The National Academies Collection: Reports funded by National Institutes of Health.
Excerpt
Parents have come to depend on vaccines to protect their children from a variety of diseases. Some evidence suggests, however, that vaccination against pertussis (whooping cough) and rubella (German measles) is, in a small number of cases, associated with increased risk of serious illness. This book examines the controversy over the evidence and offers a comprehensively documented assessment of the risk of illness following immunization with vaccines against pertussis and rubella. Based on extensive review of the evidence from epidemiologic studies, case histories, studies in animals, and other sources of information, the book examines: The relation of pertussis vaccines to a number of serious adverse events, including encephalopathy and other central nervous system disorders, sudden infant death syndrome, autism, Guillain-Barre syndrome, learning disabilities, and Reye syndrome. The relation of rubella vaccines to arthritis, various neuropathies, and thrombocytopenic purpura. The volume, which includes a description of the committee's methods for evaluating evidence and directions for future research, will be important reading for public health officials, pediatricians, researchers, and concerned parents.

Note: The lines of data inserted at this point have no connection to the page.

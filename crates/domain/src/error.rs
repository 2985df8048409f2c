//! Common error types used across the workspace.
//!
//! The pipeline itself is policy-driven: rejected events and empty decode
//! results are not errors. What remains is delivery — a publish sink can
//! fail, and adapters wrap their own failures into [`BridgeError::Sink`]
//! when crossing the port boundary.

/// Top-level error for pipeline operations.
#[derive(Debug, thiserror::Error)]
pub enum BridgeError {
    /// The publish sink rejected or failed to deliver a publication.
    #[error("publish sink error")]
    Sink(#[source] Box<dyn std::error::Error + Send + Sync>),
}

impl BridgeError {
    /// Wrap an adapter-level failure for propagation across port boundaries.
    #[must_use]
    pub fn sink(err: impl std::error::Error + Send + Sync + 'static) -> Self {
        Self::Sink(Box::new(err))
    }
}
//! IEEE hardware addresses — the identity of a device on the mesh.

use std::fmt;
use std::str::FromStr;

use serde::{Deserialize, Deserializer, Serialize, Serializer};

/// 64-bit IEEE hardware address assigned to a radio at manufacture.
///
/// Formats as `0x` followed by 16 lowercase hex digits
/// (e.g. `0x00158d0001e1b2c3`). Used as the key for all per-device
/// pipeline state.
#[derive(Debug, Clone, Copy, PartialEq, Eq, Hash, PartialOrd, Ord)]
pub struct IeeeAddress(u64);

impl IeeeAddress {
    /// Wrap a raw 64-bit address.
    #[must_use]
    pub const fn new(raw: u64) -> Self {
        Self(raw)
    }

    /// Access the raw 64-bit value.
    #[must_use]
    pub const fn as_u64(self) -> u64 {
        self.0
    }
}

impl fmt::Display for IeeeAddress {
    fn fmt(&self, f: &mut fmt::Formatter<'_>) -> fmt::Result {
        write!(f, "0x{:016x}", self.0)
    }
}

impl FromStr for IeeeAddress {
    type Err = AddressParseError;

    fn from_str(s: &str) -> Result<Self, Self::Err> {
        let digits = s
            .strip_prefix("0x")
            .or_else(|| s.strip_prefix("0X"))
            .unwrap_or(s);
        u64::from_str_radix(digits, 16)
            .map(Self)
            .map_err(|_| AddressParseError(s.to_owned()))
    }
}

impl Serialize for IeeeAddress {
    fn serialize<S: Serializer>(&self, serializer: S) -> Result<S::Ok, S::Error> {
        serializer.collect_str(self)
    }
}

impl<'de> Deserialize<'de> for IeeeAddress {
    fn deserialize<D: Deserializer<'de>>(deserializer: D) -> Result<Self, D::Error> {
        let text = String::deserialize(deserializer)?;
        text.parse().map_err(serde::de::Error::custom)
    }
}

/// The string is not a valid IEEE address.
#[derive(Debug, thiserror::Error)]
#[error("invalid IEEE address {0:?}")]
pub struct AddressParseError(String);

#[cfg(test)]
mod tests {
    use super::*;

    #[test]
    fn should_format_with_0x_prefix_and_16_digits() {
        let addr = IeeeAddress::new(0x0015_8d00_01e1_b2c3);
        assert_eq!(addr.to_string(), "0x00158d0001e1b2c3");
    }

    #[test]
    fn should_roundtrip_through_display_and_from_str() {
        let addr = IeeeAddress::new(0x0017_8801_04e4_5517);
        let parsed: IeeeAddress = addr.to_string().parse().unwrap();
        assert_eq!(addr, parsed);
    }

    #[test]
    fn should_parse_without_prefix() {
        let parsed: IeeeAddress = "00158d0001e1b2c3".parse().unwrap();
        assert_eq!(parsed.as_u64(), 0x0015_8d00_01e1_b2c3);
    }

    #[test]
    fn should_parse_uppercase_prefix() {
        let parsed: IeeeAddress = "0X00158D0001E1B2C3".parse().unwrap();
        assert_eq!(parsed.as_u64(), 0x0015_8d00_01e1_b2c3);
    }

    #[test]
    fn should_roundtrip_through_serde_json() {
        let addr = IeeeAddress::new(0xd0cf_5eff_fe1a_2b3c);
        let json = serde_json::to_string(&addr).unwrap();
        assert_eq!(json, "\"0xd0cf5efffe1a2b3c\"");
        let parsed: IeeeAddress = serde_json::from_str(&json).unwrap();
        assert_eq!(addr, parsed);
    }

    #[test]
    fn should_return_error_when_parsing_invalid_address() {
        let result = IeeeAddress::from_str("not-an-address");
        assert!(result.is_err());
        assert!(
            result
                .unwrap_err()
                .to_string()
                .contains("invalid IEEE address")
        );
    }
}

Copyright © 1991 by the National Academy of Sciences.”
1998
Andrew Wakefield according to the current false narrative and revisionist history pushed by mainstream medicine and their media partners, magically erases 55 years of history and discovers the vaccine-autism causation theory for the first time, in much the same way that Christopher Columbus “discovered” the Americas, half a millennium or so after the Vikings had made my home state of Maine a vacation spot.
He did what Kanner did in 1943. Took patient histories, and including parental reports in a paper.